Reading Published Statistics

Seven Critical Components of a Statistical Report

The list below is modified from a list on page 16 of Seeing Through Statistics, 2nd ed. by Jessica Utts. It enumerates seven critical things to look for when reading a report (and seven things to include if you are writing a report). The level of detail will vary depending on the audience. Much of this information might be missing in a news report, but it should be present in a good scientific paper and in the better news reports.

Source of funding (Why was the research done? Who paid for it?)

Knowing if the author’s had a stake in a particular outcome can be important information. Many scientific journals now require conflict of interest declarations.
Researcher contact (How did researchers interact with subjects?)

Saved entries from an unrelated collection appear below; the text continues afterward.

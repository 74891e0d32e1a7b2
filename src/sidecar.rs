// src/sidecar.rs
use std::collections::HashMap;
use std::sync::Arc;
use std::time::Duration;

use log::{debug, info, warn};
use serde::{Deserialize, Serialize};
use tokio::task::JoinHandle;

use crate::config::Config;
use crate::error::TransportError;
use crate::models::gameserver::GameServer;
use crate::shutdown::ShutdownToken;
use crate::transport::{Method, Transport};

/// Label holding the epoch timestamp at which the orchestrator will shut the
/// game server down. Absent means no expiry.
const EXPIRE_AT_LABEL: &str = "ExpireAt";
/// Labels under this prefix are orchestrator-internal and hidden from
/// `labels()`.
const RESERVED_LABEL_PREFIX: &str = "agones";

#[derive(Serialize)]
struct KeyValue<'a> {
    key: &'a str,
    value: &'a str,
}

#[derive(Serialize)]
struct ReserveRequest {
    seconds: i64,
}

#[derive(Serialize)]
#[serde(rename_all = "camelCase")]
struct CpuBoostRequest<'a> {
    boost_factor: &'a str,
    duration: i64,
}

#[derive(Deserialize)]
struct WatchEnvelope {
    result: GameServer,
}

/// Typed wrapper over [`Transport`] for the local sidecar's lifecycle API.
/// Every operation except [`SidecarClient::connect`] is single-shot: a
/// non-200 answer is the sole failure signal, surfaced immediately.
#[derive(Clone)]
pub struct SidecarClient {
    transport: Arc<Transport>,
    address: String,
    connect_attempts: u32,
    retry_delay: Duration,
}

impl SidecarClient {
    pub fn new(transport: Arc<Transport>, config: &Config) -> Self {
        Self {
            transport,
            address: config.sidecar_address.trim_end_matches('/').to_string(),
            connect_attempts: config.connect_attempts,
            retry_delay: config.retry_delay,
        }
    }

    /// Waits for the sidecar to come up: fetches the game-server snapshot up
    /// to `connect_attempts` times with `retry_delay` between attempts and
    /// returns true on the first snapshot. This is the only bounded-retry
    /// operation in the SDK.
    pub async fn connect(&self) -> bool {
        for attempt in 0..self.connect_attempts {
            debug!("attempting to connect to sidecar... {}", attempt + 1);
            match self.game_server().await {
                Ok(Some(_)) => {
                    info!("connected to sidecar at {}", self.address);
                    return true;
                }
                Ok(None) => debug!("sidecar not ready yet, retrying"),
                Err(TransportError::Cancelled) => return false,
                Err(err) => debug!("sidecar connection attempt failed: {}", err),
            }
            tokio::select! {
                _ = tokio::time::sleep(self.retry_delay) => {}
                _ = self.transport.token().cancelled() => return false,
            }
        }
        false
    }

    /// Marks the game server as ready to receive connections.
    pub async fn ready(&self) -> Result<bool, TransportError> {
        self.command("/ready").await
    }

    /// Marks the game server as ready to shut down.
    pub async fn shutdown(&self) -> Result<bool, TransportError> {
        self.command("/shutdown").await
    }

    /// Marks the game server as allocated.
    pub async fn allocate(&self) -> Result<bool, TransportError> {
        self.command("/allocate").await
    }

    /// Fire-and-forget liveness ping.
    pub async fn health(&self) -> Result<bool, TransportError> {
        self.command("/health").await
    }

    async fn command(&self, path: &str) -> Result<bool, TransportError> {
        let reply = self
            .transport
            .send(&self.address, path, "{}", None, Method::Post)
            .await?;
        Ok(reply.ok)
    }

    /// Sets a metadata label on the game server.
    pub async fn set_label(&self, key: &str, value: &str) -> Result<bool, TransportError> {
        self.put_metadata("/metadata/label", key, value).await
    }

    /// Sets a metadata annotation on the game server.
    pub async fn set_annotation(&self, key: &str, value: &str) -> Result<bool, TransportError> {
        self.put_metadata("/metadata/annotation", key, value).await
    }

    async fn put_metadata(
        &self,
        path: &str,
        key: &str,
        value: &str,
    ) -> Result<bool, TransportError> {
        let body = serde_json::to_string(&KeyValue { key, value })
            .map_err(|err| TransportError::Network(err.to_string()))?;
        let reply = self
            .transport
            .send(&self.address, path, &body, None, Method::Put)
            .await?;
        Ok(reply.ok)
    }

    /// Moves the game server into the Reserved state for `seconds`.
    /// Zero means an indefinite reservation.
    pub async fn reserve(&self, seconds: i64) -> Result<bool, TransportError> {
        let body = serde_json::to_string(&ReserveRequest { seconds })
            .map_err(|err| TransportError::Network(err.to_string()))?;
        let reply = self
            .transport
            .send(&self.address, "/reserve", &body, None, Method::Post)
            .await?;
        Ok(reply.ok)
    }

    /// Requests a temporary CPU boost for the game-server container.
    pub async fn acquire_cpu_boost(
        &self,
        boost_factor: &str,
        duration_seconds: i64,
    ) -> Result<bool, TransportError> {
        let body = serde_json::to_string(&CpuBoostRequest {
            boost_factor,
            duration: duration_seconds,
        })
        .map_err(|err| TransportError::Network(err.to_string()))?;
        let reply = self
            .transport
            .send(&self.address, "/acquire-cpu", &body, None, Method::Post)
            .await?;
        Ok(reply.ok)
    }

    /// Fetches the current game-server snapshot. `None` when the sidecar
    /// answered with a non-200 status or an undecodable body.
    pub async fn game_server(&self) -> Result<Option<GameServer>, TransportError> {
        let reply = self
            .transport
            .send(&self.address, "/gameserver", "{}", None, Method::Get)
            .await?;
        if !reply.ok {
            return Ok(None);
        }
        match serde_json::from_str(&reply.body) {
            Ok(snapshot) => Ok(Some(snapshot)),
            Err(err) => {
                warn!("game server snapshot did not decode: {}", err);
                Ok(None)
            }
        }
    }

    /// Game-server labels with orchestrator-internal entries filtered out.
    pub async fn labels(&self) -> Result<Option<HashMap<String, String>>, TransportError> {
        let Some(snapshot) = self.game_server().await? else {
            return Ok(None);
        };
        Ok(Some(filter_reserved(&snapshot.object_meta.labels)))
    }

    /// Labels and spec environment merged into one mapping; env wins on
    /// shared keys. `None` when no snapshot could be fetched.
    pub async fn label_envs(&self) -> Result<Option<HashMap<String, String>>, TransportError> {
        Ok(self.game_server().await?.map(|snapshot| snapshot.label_envs()))
    }

    /// Epoch timestamp at which the orchestrator will shut this game server
    /// down, from the `ExpireAt` label. Zero means the server lives until an
    /// explicit shutdown or deallocation.
    pub async fn expire_at(&self) -> Result<i64, TransportError> {
        let Some(snapshot) = self.game_server().await? else {
            return Ok(0);
        };
        Ok(snapshot
            .object_meta
            .labels
            .get(EXPIRE_AT_LABEL)
            .and_then(|raw| raw.parse().ok())
            .unwrap_or(0))
    }

    /// Opens the server-push watch stream. The sequence is lazy, unbounded
    /// and non-restartable; when it ends, reconnecting is the caller's call.
    pub async fn watch_game_server(&self) -> Result<GameServerWatch, TransportError> {
        let response = self
            .transport
            .open_stream(&self.address, "/watch/gameserver")
            .await?;
        info!("game server watch started");
        Ok(GameServerWatch {
            response,
            token: self.transport.token().clone(),
        })
    }

    /// Callback form of [`SidecarClient::watch_game_server`]: drives the
    /// stream on its own task and hands every pushed snapshot to `callback`.
    pub async fn watch_game_server_with<F>(
        &self,
        mut callback: F,
    ) -> Result<JoinHandle<()>, TransportError>
    where
        F: FnMut(GameServer) + Send + 'static,
    {
        let mut watch = self.watch_game_server().await?;
        Ok(tokio::spawn(async move {
            while let Some(snapshot) = watch.next().await {
                callback(snapshot);
            }
            debug!("game server watch stream ended");
        }))
    }

    pub(crate) fn token(&self) -> &ShutdownToken {
        self.transport.token()
    }
}

fn filter_reserved(labels: &HashMap<String, String>) -> HashMap<String, String> {
    labels
        .iter()
        .filter(|(key, _)| !key.starts_with(RESERVED_LABEL_PREFIX))
        .map(|(key, value)| (key.clone(), value.clone()))
        .collect()
}

/// Lazy sequence of game-server snapshots pushed by the sidecar over one
/// long-lived HTTP response. Each chunk is a `{"result": ...}` envelope.
pub struct GameServerWatch {
    response: reqwest::Response,
    token: ShutdownToken,
}

impl GameServerWatch {
    /// Next pushed snapshot; `None` once the stream ends, errors out, or
    /// teardown is signalled. Chunks that fail to decode are logged and
    /// skipped.
    pub async fn next(&mut self) -> Option<GameServer> {
        loop {
            let chunk = tokio::select! {
                result = self.response.chunk() => match result {
                    Ok(Some(chunk)) => chunk,
                    Ok(None) => return None,
                    Err(err) => {
                        warn!("watch stream error: {}", err);
                        return None;
                    }
                },
                _ = self.token.cancelled() => return None,
            };
            match serde_json::from_slice::<WatchEnvelope>(&chunk) {
                Ok(envelope) => return Some(envelope.result),
                Err(err) => warn!("watch chunk did not decode: {}", err),
            }
        }
    }
}
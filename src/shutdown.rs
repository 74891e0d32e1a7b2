// src/shutdown.rs
use tokio::sync::watch;

/// Process-wide teardown signal. Constructed once by the owning [`crate::Sdk`]
/// and handed to every client and background task as a [`ShutdownToken`].
#[derive(Debug)]
pub struct Shutdown {
    tx: watch::Sender<bool>,
}

impl Shutdown {
    pub fn new() -> Self {
        let (tx, _) = watch::channel(false);
        Self { tx }
    }

    /// A cloneable token observing this signal.
    pub fn token(&self) -> ShutdownToken {
        ShutdownToken {
            rx: self.tx.subscribe(),
        }
    }

    /// Flips the signal. Idempotent; there is no way back.
    pub fn trigger(&self) {
        let _ = self.tx.send(true);
    }
}

impl Default for Shutdown {
    fn default() -> Self {
        Self::new()
    }
}

#[derive(Debug, Clone)]
pub struct ShutdownToken {
    rx: watch::Receiver<bool>,
}

impl ShutdownToken {
    pub fn is_cancelled(&self) -> bool {
        *self.rx.borrow()
    }

    /// Resolves once teardown has been triggered. A dropped [`Shutdown`]
    /// counts as teardown too, so loops holding only tokens cannot outlive
    /// their owner.
    pub async fn cancelled(&self) {
        let mut rx = self.rx.clone();
        let _ = rx.wait_for(|stopped| *stopped).await;
    }
}
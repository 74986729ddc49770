//! Error types for performance collection and reporting.

use std::path::PathBuf;

use thiserror::Error;

/// Errors that can occur while collecting or reporting performance data.
#[derive(Debug, Error)]
pub enum PerfLoggerError {
    /// Mismatched start/stop calls on a collector
    #[error("Invalid operation: {0}")]
    InvalidOperation(String),

    /// Existing log file content is not a JSON array of log entries
    #[error("Failed to deserialize log file {}: {source}", .path.display())]
    Deserialization {
        path: PathBuf,
        #[source]
        source: serde_json::Error,
    },

    /// Failed to serialize performance data
    #[error("Serialization error: {0}")]
    Serialization(#[from] serde_json::Error),

    /// Directory creation, read or write failure
    #[error("Filesystem error on {}: {source}", .path.display())]
    Filesystem {
        path: PathBuf,
        #[source]
        source: std::io::Error,
    },

    /// Logger configuration could not be loaded
    #[error("Invalid configuration {}: {message}", .path.display())]
    Config { path: PathBuf, message: String },

    /// More than one registered logger failed during teardown
    #[error("{} loggers failed to report: {}", .0.len(), join_errors(.0))]
    AggregateReport(Vec<PerfLoggerError>),
}

impl PerfLoggerError {
    pub(crate) fn filesystem(path: impl Into<PathBuf>, source: std::io::Error) -> Self {
        Self::Filesystem {
            path: path.into(),
            source,
        }
    }

    /// Individual failures carried by this error.
    ///
    /// An aggregate yields its members; any other error yields itself.
    pub fn failures(&self) -> Vec<&PerfLoggerError> {
        match self {
            Self::AggregateReport(errors) => errors.iter().collect(),
            other => vec![other],
        }
    }
}

fn join_errors(errors: &[PerfLoggerError]) -> String {
    errors
        .iter()
        .map(|e| e.to_string())
        .collect::<Vec<_>>()
        .join("; ")
}

/// Result type for performance logger operations.
pub type PerfResult<T> = Result<T, PerfLoggerError>;
//! Time sources for the collector.

use std::sync::{Arc, Mutex};

use chrono::{DateTime, Utc};

/// Source of the current UTC time.
pub trait Clock: Send {
    /// Current instant in UTC.
    fn now(&self) -> DateTime<Utc>;
}

/// Wall-clock time from the operating system.
#[derive(Debug, Clone, Copy, Default)]
pub struct SystemClock;

impl Clock for SystemClock {
    fn now(&self) -> DateTime<Utc> {
        Utc::now()
    }
}

/// A clock that only moves when told to.
///
/// Clones share the same underlying instant, so a test can keep one handle
/// while the collector owns another.
#[derive(Debug, Clone)]
pub struct ManualClock {
    current: Arc<Mutex<DateTime<Utc>>>,
}

impl ManualClock {
    /// Create a clock frozen at `start`.
    pub fn new(start: DateTime<Utc>) -> Self {
        Self {
            current: Arc::new(Mutex::new(start)),
        }
    }

    /// Move the clock forward.
    pub fn advance(&self, by: chrono::Duration) {
        if let Ok(mut current) = self.current.lock() {
            *current += by;
        }
    }

    /// Jump to an arbitrary instant, including one in the past.
    pub fn set(&self, instant: DateTime<Utc>) {
        if let Ok(mut current) = self.current.lock() {
            *current = instant;
        }
    }
}

impl Clock for ManualClock {
    fn now(&self) -> DateTime<Utc> {
        self.current
            .lock()
            .map(|current| *current)
            .unwrap_or_else(|poisoned| *poisoned.into_inner())
    }
}
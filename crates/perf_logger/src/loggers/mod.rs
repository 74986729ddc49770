//! Sinks that receive collected measurements.
//!
//! A [`PerformanceCollector`](crate::PerformanceCollector) calls
//! [`PerformanceLogger::report`] on each registered sink exactly once, when
//! the collector is finished or dropped.

mod file;
mod memory;
mod tracing_sink;

pub use file::{LogEntry, LogFileInfo, PerformanceFileLogger, DEFAULT_FILE_NAME, LOG_EXTENSION};
pub use memory::MemoryLogger;
pub use tracing_sink::TracingLogger;

use crate::data::PerformanceData;
use crate::error::PerfResult;

/// Output sink for performance measurements.
pub trait PerformanceLogger: Send {
    /// Receive every measurement of a run, in start order.
    fn report(&mut self, data: &[PerformanceData]) -> PerfResult<()>;

    /// Short label used in diagnostics.
    fn name(&self) -> &str {
        std::any::type_name::<Self>()
    }
}

impl<L: PerformanceLogger + ?Sized> PerformanceLogger for Box<L> {
    fn report(&mut self, data: &[PerformanceData]) -> PerfResult<()> {
        (**self).report(data)
    }

    fn name(&self) -> &str {
        (**self).name()
    }
}
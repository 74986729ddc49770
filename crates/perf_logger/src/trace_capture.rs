//! Test subscriber that records the target of every event.

use std::sync::{Arc, Mutex};

use tracing::span::{Attributes, Id, Record};
use tracing::{Event, Metadata, Subscriber};

#[derive(Clone, Default)]
struct TargetRecorder {
    targets: Arc<Mutex<Vec<String>>>,
}

impl Subscriber for TargetRecorder {
    fn enabled(&self, _metadata: &Metadata<'_>) -> bool {
        true
    }

    fn new_span(&self, _span: &Attributes<'_>) -> Id {
        Id::from_u64(1)
    }

    fn record(&self, _span: &Id, _values: &Record<'_>) {}

    fn record_follows_from(&self, _span: &Id, _follows: &Id) {}

    fn event(&self, event: &Event<'_>) {
        self.targets
            .lock()
            .unwrap()
            .push(event.metadata().target().to_string());
    }

    fn enter(&self, _span: &Id) {}

    fn exit(&self, _span: &Id) {}
}

/// Run `f` and return the targets of the events it emitted on this thread.
pub(crate) fn event_targets(f: impl FnOnce()) -> Vec<String> {
    let recorder = TargetRecorder::default();
    tracing::subscriber::with_default(recorder.clone(), f);
    let targets = recorder.targets.lock().unwrap().clone();
    targets
}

This is most important for studies with human subjects, but could apply to animal studies as well.
Individuals studied and how they were selected

Typically there is an implicit or explicit claim that the results of the study generalize more boradly. Knowing if that claim is warranted and to what population is a key to knowing what the study really says. Look for ways that the cases in the study might be different from the population the authors want to know about.
Measurements made (questions asked)

Good public opinion surveys will tell you exactly how they phrased their question.
Good scientific articles will have a methods section that explains exactly how measurements were made. (If you are not familiar with the area, the description description might be a bit hard to follow, but it should be clear to anyone working in that area.)

Summary reports are often very vague about this. They might refer to “size”, for example, without saying whether they are measuring height or weight or volume or soemthing else.
Setting in which the data were collected

Were the data collected in a highly controlled laboratory environment or were they collected “in the wild”? Experiment or observational study?
Extraneous differences and other explanations

Many studies purport to show that two or more things are different in some way. But it is possible that the cause of the difference is something other than the explanatory variable. This is especially true of observational studies, but it can effect experiments as well. Often studies will include a section showing all the ways their treatment groups do not differ as a way to address this issue.

But no study can include everything, and you want to be sure that there isn’t some obvious unconsidered difference that could explain the results.
Magnitude of claimed effect

“Statistical significance” simply means that some p-value is below a specified threshold. But that doesn’t mean that the result is important or meaninful. A good report will include a measure of the effect size. Many researchers prefer to use confidence intervals rather than (or in addition to) p-values for this reason.

Sometimes modifiers are used: “highly significant”, “marginally significant”, etc. Some authors also use “suggestive” for p-values that are just a bit larger than their cut-off (usually 0.05, but sometimes not).

The following questions are different and may have different answers:
- Can I discern that two things are different (on average)? [statistical significance]
- Is the difference large enough to matter? [magnitude of effect]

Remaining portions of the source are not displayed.